Eruptive activity and tsunamigenic landslides at Stromboli volcano (Italy): clues from deposits and future perspectives

Abstract

Tsunami deposits are the main evidence of past tsunami wave inundations but are inherently difficult to identify in coastal sediment sequences. The complexity of the process and the multiple interactions with the ground generate a plethora of sedimentary features such as layers of sand and gravel that were typically interpreted in the past as marine transgression events or as storm surges of extraordinary magnitude. Only in the eighties, seminal works highlighted some specific features that allow identification of their origin.
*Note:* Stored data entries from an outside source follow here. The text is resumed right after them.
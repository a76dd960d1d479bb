//! Vendor-agnostic view of one SSE payload.

use super::{ToolCallFragment, Usage};
use serde::{Deserialize, Serialize};

/// What a vendor mapper extracted from one JSON chunk.
///
/// Built fresh for every payload and never mutated afterwards; the tracker only
/// reads it.
#[derive(Debug, Clone, Default, PartialEq, Serialize, Deserialize)]
pub struct RawDelta {
    /// Ordinary answer text
    pub content: Option<String>,
    /// Reasoning text from any reasoning field or an inline `<think>` block
    pub reasoning_content: Option<String>,
    /// Tool-call fragments, in vendor order
    pub tool_call_fragments: Vec<ToolCallFragment>,
    /// Raw vendor finish reason; its presence ends the stream
    pub finish_reason: Option<String>,
    /// Usage block, passed through unmodified
    pub usage: Option<Usage>,
    /// Chunk id
    pub id: Option<String>,
    /// Model name reported by the chunk
    pub model: Option<String>,
    /// Unix timestamp reported by the chunk
    pub created: Option<i64>,
}

impl RawDelta {
    pub fn content(text: impl Into<String>) -> Self {
        Self {
            content: Some(text.into()),
            ..Default::default()
        }
    }

    pub fn reasoning(text: impl Into<String>) -> Self {
        Self {
            reasoning_content: Some(text.into()),
            ..Default::default()
        }
    }

    pub fn finish(reason: impl Into<String>) -> Self {
        Self {
            finish_reason: Some(reason.into()),
            ..Default::default()
        }
    }

    pub fn tool_call(fragment: ToolCallFragment) -> Self {
        Self {
            tool_call_fragments: vec![fragment],
            ..Default::default()
        }
    }

    pub fn with_usage(mut self, usage: Usage) -> Self {
        self.usage = Some(usage);
        self
    }

    /// True when the delta carries nothing the tracker would act on.
    pub fn is_empty(&self) -> bool {
        self.content.as_deref().is_none_or(str::is_empty)
            && self.reasoning_content.as_deref().is_none_or(str::is_empty)
            && self.tool_call_fragments.is_empty()
            && self.finish_reason.is_none()
            && self.usage.is_none()
    }
}
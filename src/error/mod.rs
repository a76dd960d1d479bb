//! Error Handling Module
//!
//! - Core error type [`LlmError`] and its [`ErrorCategory`]
//! - [`StreamErrorKind`], the per-stream failure taxonomy
//! - Conversions from common error types
//!
//! # Example
//!
//! ```rust,ignore
//! use chatflux::error::{LlmError, ErrorCategory};
//!
//! let error = LlmError::api_error(404, "Not found");
//! assert_eq!(error.category(), ErrorCategory::Client);
//! assert!(!error.is_retryable());
//! ```

mod conversions;
pub mod types;

pub use types::*;
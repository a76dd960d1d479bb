//! Stream diagnostics
//!
//! Counters for the non-fatal problems a stream recovers from. They are
//! shared between the stream and whoever created it, so they can be read while
//! the stream is still being consumed.

use serde::{Deserialize, Serialize};
use std::sync::Arc;
use std::sync::atomic::{AtomicU64, Ordering};

#[derive(Debug, Default)]
struct Counters {
    frames_seen: AtomicU64,
    malformed_frames: AtomicU64,
    skipped_tool_fragments: AtomicU64,
    discarded_trailing_bytes: AtomicU64,
}

/// Shared handle to one stream's counters. Cloning shares the counters.
#[derive(Debug, Clone, Default)]
pub struct StreamDiagnostics {
    inner: Arc<Counters>,
}

/// Point-in-time copy of [`StreamDiagnostics`].
#[derive(Debug, Clone, Copy, Default, PartialEq, Eq, Serialize, Deserialize)]
pub struct DiagnosticsSnapshot {
    /// `data:` payloads handed to the mapper (including malformed ones)
    pub frames_seen: u64,
    /// Payloads that were not valid JSON
    pub malformed_frames: u64,
    /// Tool-call fragments that could not be attributed to a call
    pub skipped_tool_fragments: u64,
    /// Bytes of an incomplete UTF-8 sequence dropped at end of stream
    pub discarded_trailing_bytes: u64,
}

impl StreamDiagnostics {
    pub fn new() -> Self {
        Self::default()
    }

    pub fn frames_seen(&self) -> u64 {
        self.inner.frames_seen.load(Ordering::Relaxed)
    }

    pub fn malformed_frames(&self) -> u64 {
        self.inner.malformed_frames.load(Ordering::Relaxed)
    }

    pub fn skipped_tool_fragments(&self) -> u64 {
        self.inner.skipped_tool_fragments.load(Ordering::Relaxed)
    }

    pub fn discarded_trailing_bytes(&self) -> u64 {
        self.inner.discarded_trailing_bytes.load(Ordering::Relaxed)
    }

    pub fn snapshot(&self) -> DiagnosticsSnapshot {
        DiagnosticsSnapshot {
            frames_seen: self.frames_seen(),
            malformed_frames: self.malformed_frames(),
            skipped_tool_fragments: self.skipped_tool_fragments(),
            discarded_trailing_bytes: self.discarded_trailing_bytes(),
        }
    }

    pub(crate) fn record_frame(&self) {
        self.inner.frames_seen.fetch_add(1, Ordering::Relaxed);
    }

    pub(crate) fn record_malformed_frame(&self) {
        self.inner.malformed_frames.fetch_add(1, Ordering::Relaxed);
    }

    // The tracker owns the authoritative count; mirror it.
    pub(crate) fn set_skipped_tool_fragments(&self, count: u64) {
        self.inner
            .skipped_tool_fragments
            .store(count, Ordering::Relaxed);
    }

    pub(crate) fn set_discarded_trailing_bytes(&self, count: u64) {
        self.inner
            .discarded_trailing_bytes
            .store(count, Ordering::Relaxed);
    }
}
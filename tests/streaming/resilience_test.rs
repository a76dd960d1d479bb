use crate::support::stream_fixture::*;
use bytes::Bytes;
use chatflux::prelude::*;
use futures_util::StreamExt;
use proptest::prelude::*;
use proptest::sample::Index;

fn chunk(json: &str) -> Bytes {
    Bytes::from(format!("data: {json}\n\n"))
}

#[tokio::test]
async fn transport_error_ends_stream_with_error() {
    let bytes = futures_util::stream::iter(vec![
        Ok(chunk(r#"{"choices":[{"delta":{"content":"partial"}}]}"#)),
        Err(LlmError::HttpError("connection reset".to_string())),
        Ok(chunk(r#"{"choices":[{"delta":{"content":"never seen"}}]}"#)),
    ]);
    let events: Vec<_> = StreamFactory::create_unified_stream(bytes, StreamConfig::new("openai"))
        .collect()
        .await;

    assert_eq!(events.len(), 2);
    assert_eq!(events[0], ChatStreamEvent::text("partial"));
    assert_terminal_exclusive(&events);
    match &events[1] {
        ChatStreamEvent::Error { error } => {
            assert_eq!(error.stream_error_kind(), Some(StreamErrorKind::TransportFailure));
        }
        other => panic!("expected error, got {other:?}"),
    }
}

#[tokio::test]
async fn eof_without_finish_or_done_is_transport_failure() {
    let chunks = vec![chunk(r#"{"choices":[{"delta":{"content":"Hi"}}]}"#)];
    let events = collect_events(chunks, StreamConfig::new("openai")).await;

    assert_eq!(events[0], ChatStreamEvent::text("Hi"));
    assert_terminal_exclusive(&events);
    assert!(matches!(
        events.last(),
        Some(ChatStreamEvent::Error { error })
            if error.stream_error_kind() == Some(StreamErrorKind::TransportFailure)
    ));
}

#[tokio::test]
async fn finish_reason_without_done_completes() {
    let chunks = vec![
        chunk(r#"{"choices":[{"delta":{"content":"Hi"}}]}"#),
        chunk(r#"{"choices":[{"delta":{},"finish_reason":"length"}]}"#),
    ];
    let events = collect_events(chunks, StreamConfig::new("openai")).await;

    let response = completion_of(&events);
    assert_eq!(response.finish_reason, Some(FinishReason::Length));
    assert_eq!(response.text, "Hi");
}

#[tokio::test]
async fn nothing_is_read_after_done() {
    let bytes = futures_util::stream::iter(vec![
        Ok(chunk(r#"{"choices":[{"delta":{"content":"Hi"}}]}"#)),
        Ok(Bytes::from_static(b"data: [DONE]\n\n")),
        Err(LlmError::HttpError("late failure".to_string())),
    ]);
    let events: Vec<_> = StreamFactory::create_unified_stream(bytes, StreamConfig::new("openai"))
        .collect()
        .await;

    assert_eq!(events, vec![ChatStreamEvent::text("Hi")]);
}

#[tokio::test]
async fn truncated_codepoint_at_eof_is_discarded_and_reported() {
    let chunks = vec![
        chunk(r#"{"choices":[{"delta":{"content":"Hi"}}]}"#),
        Bytes::from_static(b"\xE4\xB8"),
    ];
    let (stream, diagnostics) = StreamFactory::create_unified_stream_with_diagnostics(
        byte_stream(chunks),
        StreamConfig::new("openai"),
    );
    let events: Vec<_> = stream.collect().await;

    assert_eq!(events[0], ChatStreamEvent::text("Hi"));
    assert!(matches!(events.last(), Some(ChatStreamEvent::Error { .. })));
    assert_eq!(diagnostics.discarded_trailing_bytes(), 2);
}

fn split_at(bytes: &[u8], cuts: &[Index]) -> Vec<Bytes> {
    let mut points: Vec<usize> = cuts.iter().map(|i| i.index(bytes.len())).collect();
    points.sort_unstable();
    points.dedup();

    let mut out = Vec::new();
    let mut start = 0;
    for point in points {
        out.push(Bytes::copy_from_slice(&bytes[start..point]));
        start = point;
    }
    out.push(Bytes::copy_from_slice(&bytes[start..]));
    out
}

proptest! {
    #[test]
    fn prop_random_splits_preserve_events(cuts in prop::collection::vec(any::<Index>(), 0..12)) {
        let fixture = load_sse_fixture_as_bytes("deepseek", "reasoning.sse").unwrap();
        let bytes = Bytes::from(fixture.concat());

        let config = StreamConfig::new("deepseek");
        let baseline = tokio_test::block_on(collect_events(vec![bytes.clone()], config.clone()));
        let events = tokio_test::block_on(collect_events(split_at(&bytes, &cuts), config));

        prop_assert_eq!(text_of(&events), text_of(&baseline));
        prop_assert_eq!(thinking_of(&events), thinking_of(&baseline));
        prop_assert_eq!(events.last(), baseline.last());
    }
}
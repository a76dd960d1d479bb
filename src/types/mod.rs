//! Types Module
//!
//! Canonical data model shared by the decoder pipeline, the vendor mappers
//! and callers.

pub mod common;
pub mod delta;
pub mod response;
pub mod streaming;
pub mod tools;

pub use common::*;
pub use delta::*;
pub use response::*;
pub use streaming::*;
pub use tools::*;
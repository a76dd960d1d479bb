//! Type Conversions for LlmError
//!
//! From implementations for converting common error types into LlmError.

use super::types::LlmError;

impl From<reqwest::Error> for LlmError {
    fn from(err: reqwest::Error) -> Self {
        Self::HttpError(err.to_string())
    }
}

impl From<serde_json::Error> for LlmError {
    fn from(err: serde_json::Error) -> Self {
        Self::JsonError(err.to_string())
    }
}
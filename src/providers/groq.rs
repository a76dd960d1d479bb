//! Groq chunks.
//!
//! Groq reports usage on the final chunk under `x_groq.usage` rather than at
//! the root, and its reasoning models use the `reasoning` field.

use super::ProviderEventMapper;
use super::common::{map_chat_chunk, parse_usage};
use crate::types::RawDelta;
use serde_json::Value;

const REASONING_ORDER: [&str; 3] = ["reasoning", "reasoning_content", "thinking"];

#[derive(Debug, Clone, Copy, Default)]
pub struct GroqEventMapper;

impl ProviderEventMapper for GroqEventMapper {
    fn provider_id(&self) -> &'static str {
        "groq"
    }

    fn map_to_raw_delta(&self, chunk: &Value) -> RawDelta {
        let mut delta = map_chat_chunk(chunk, &REASONING_ORDER);
        if delta.usage.is_none() {
            delta.usage = chunk
                .get("x_groq")
                .and_then(|x| x.get("usage"))
                .and_then(parse_usage);
        }
        delta
    }
}
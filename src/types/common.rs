//! Common types shared by deltas, events and final responses.

use serde::{Deserialize, Serialize};

/// Reason why the model stopped generating tokens.
///
/// # Examples
///
/// ```rust,ignore
/// use chatflux::types::FinishReason;
///
/// assert_eq!(FinishReason::parse("stop"), FinishReason::Stop);
/// assert_eq!(FinishReason::parse("tool_calls"), FinishReason::ToolCalls);
/// ```
#[derive(Debug, Clone, Serialize, Deserialize, PartialEq, Eq)]
#[serde(rename_all = "snake_case")]
pub enum FinishReason {
    /// Model generated stop sequence or completed naturally.
    ///
    /// Maps to:
    /// - OpenAI / DeepSeek / xAI / Groq: `stop`
    /// - Ollama: `stop`
    Stop,

    /// Model reached the maximum number of tokens.
    ///
    /// Maps to:
    /// - OpenAI-style: `length`
    /// - Ollama: `length`
    Length,

    /// Model triggered tool/function calls.
    ///
    /// Maps to `tool_calls` and the legacy `function_call`.
    ToolCalls,

    /// Content was filtered due to safety/policy violations.
    ContentFilter,

    /// DeepSeek reports `insufficient_system_resource` when generation is cut short.
    InsufficientResources,

    /// Other provider-specific finish reason.
    Other(String),
}

impl FinishReason {
    /// Parse a vendor finish-reason string.
    pub fn parse(raw: &str) -> Self {
        match raw {
            "stop" | "end_turn" | "eos" => Self::Stop,
            "length" | "max_tokens" => Self::Length,
            "tool_calls" | "function_call" | "tool_use" => Self::ToolCalls,
            "content_filter" => Self::ContentFilter,
            "insufficient_system_resource" => Self::InsufficientResources,
            other => Self::Other(other.to_string()),
        }
    }
}

/// Response metadata collected from stream chunks.
#[derive(Debug, Clone, Default, PartialEq, Serialize, Deserialize)]
pub struct ResponseMetadata {
    /// Response ID
    pub id: Option<String>,
    /// Model name
    pub model: Option<String>,
    /// Creation time
    pub created: Option<chrono::DateTime<chrono::Utc>>,
    /// Provider id the stream was normalized for
    pub provider: String,
}

/// Token usage as reported by the vendor.
///
/// Keys this crate does not model (for example DeepSeek's
/// `prompt_cache_hit_tokens`) are preserved verbatim in `extra`.
#[derive(Debug, Clone, Default, PartialEq, Serialize, Deserialize)]
pub struct Usage {
    #[serde(default)]
    pub prompt_tokens: Option<u32>,
    #[serde(default)]
    pub completion_tokens: Option<u32>,
    #[serde(default)]
    pub total_tokens: Option<u32>,
    #[serde(default, skip_serializing_if = "Option::is_none")]
    pub prompt_tokens_details: Option<PromptTokensDetails>,
    #[serde(default, skip_serializing_if = "Option::is_none")]
    pub completion_tokens_details: Option<CompletionTokensDetails>,
    #[serde(flatten)]
    pub extra: serde_json::Map<String, serde_json::Value>,
}

#[derive(Debug, Clone, Default, PartialEq, Serialize, Deserialize)]
pub struct PromptTokensDetails {
    #[serde(default)]
    pub cached_tokens: Option<u32>,
    #[serde(flatten)]
    pub extra: serde_json::Map<String, serde_json::Value>,
}

#[derive(Debug, Clone, Default, PartialEq, Serialize, Deserialize)]
pub struct CompletionTokensDetails {
    #[serde(default)]
    pub reasoning_tokens: Option<u32>,
    #[serde(flatten)]
    pub extra: serde_json::Map<String, serde_json::Value>,
}

impl Usage {
    /// Cached prompt tokens, if reported.
    pub fn cached_tokens(&self) -> Option<u32> {
        self.prompt_tokens_details
            .as_ref()
            .and_then(|d| d.cached_tokens)
    }

    /// Reasoning tokens, if reported.
    pub fn reasoning_tokens(&self) -> Option<u32> {
        self.completion_tokens_details
            .as_ref()
            .and_then(|d| d.reasoning_tokens)
    }
}
//! Core Streaming Types

use futures::Stream;
use std::pin::Pin;

pub use crate::types::ChatStreamEvent;

/// Chat Stream - the unified event sequence
///
/// A pinned, boxed stream of canonical events. Errors arrive in-band as a
/// terminal [`ChatStreamEvent::Error`]; the stream yields nothing afterwards.
pub type ChatStream = Pin<Box<dyn Stream<Item = ChatStreamEvent> + Send>>;

/// Chat stream with first-class cancellation handle
///
/// # Example
/// ```rust,ignore
/// use chatflux::streaming::{StreamConfig, StreamFactory};
///
/// let handle = StreamFactory::from_response_with_cancel(response, StreamConfig::new("openai")).await?;
/// // consume handle.stream ...
/// handle.cancel.cancel();
/// ```
pub struct ChatStreamHandle {
    /// The underlying chat stream
    pub stream: ChatStream,
    /// Handle to cancel the stream
    pub cancel: crate::utils::cancel::CancelHandle,
}
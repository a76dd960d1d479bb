//! Utility modules
//!
//! Byte-level decoding and stream cancellation helpers used by the streaming
//! pipeline.

pub mod cancel;
pub mod utf8_decoder;

pub use cancel::{CancelHandle, make_cancellable_stream};
pub use utf8_decoder::Utf8StreamDecoder;
//! OpenAI chat-completions chunks.

use super::ProviderEventMapper;
use super::common::map_chat_chunk;
use crate::types::RawDelta;
use serde_json::Value;

/// OpenAI itself never sends reasoning text on chat completions, but proxies
/// in front of o-series models do; the documented field goes first.
const REASONING_ORDER: [&str; 3] = ["reasoning_content", "reasoning", "thinking"];

#[derive(Debug, Clone, Copy, Default)]
pub struct OpenAiEventMapper;

impl ProviderEventMapper for OpenAiEventMapper {
    fn provider_id(&self) -> &'static str {
        "openai"
    }

    fn map_to_raw_delta(&self, chunk: &Value) -> RawDelta {
        map_chat_chunk(chunk, &REASONING_ORDER)
    }
}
Among the variety of triggering mechanisms, landslides occurring on steeply sloped coastal areas, coastal volcanoes or volcanic islands, have been shown to produce devastating tsunamis. Surprisingly, there are only a few clear examples worldwide of the relationship between volcanic activity and landslides. Based on radiocarbon ages, on stratigraphic, volcanological and archaeological evidence, three well-preserved medieval tsunami deposits were recently discovered along the coast of Stromboli volcano (Aeolian Islands, southern Italy) as shown by Rosi et al. (2019), who suggested that the destructive power of one of these events is also possibly related to a huge marine storm that devastated the port of Naples in 1343 (200 km north of Stromboli). The sedimentological study of the deposits has allowed a detailed characterization of the tsunami sequences intercalated with volcaniclastic deposits and primary tephra and allowed reconstruction of the likely sequence of the volcanic events (Pistolesi et al., 2020). In one case, a violent explosion possibly preceded the tsunami, whereas in the youngest event, the lateral collapse of the volcano flank triggered a tsunami wave that was rapidly followed by sustained explosive magmatic activity and ensuing prolonged ash venting. The hypothesized tsunami-triggering dynamics suggests a close link between volcanic activity and flank collapse, further confirming that the persistent activity at Stromboli makes the volcano particularly susceptible to tsunami generation, confirming the hazard of these phenomena at a regional scale. New stratigraphic trenches carried out in late 2020 also revealed that deeper, older tsunami deposits may be present, suggesting that tsunami and tephra deposits have recorded interactions between past eruptive activity and landslides at Stromboli volcano even further back in the past.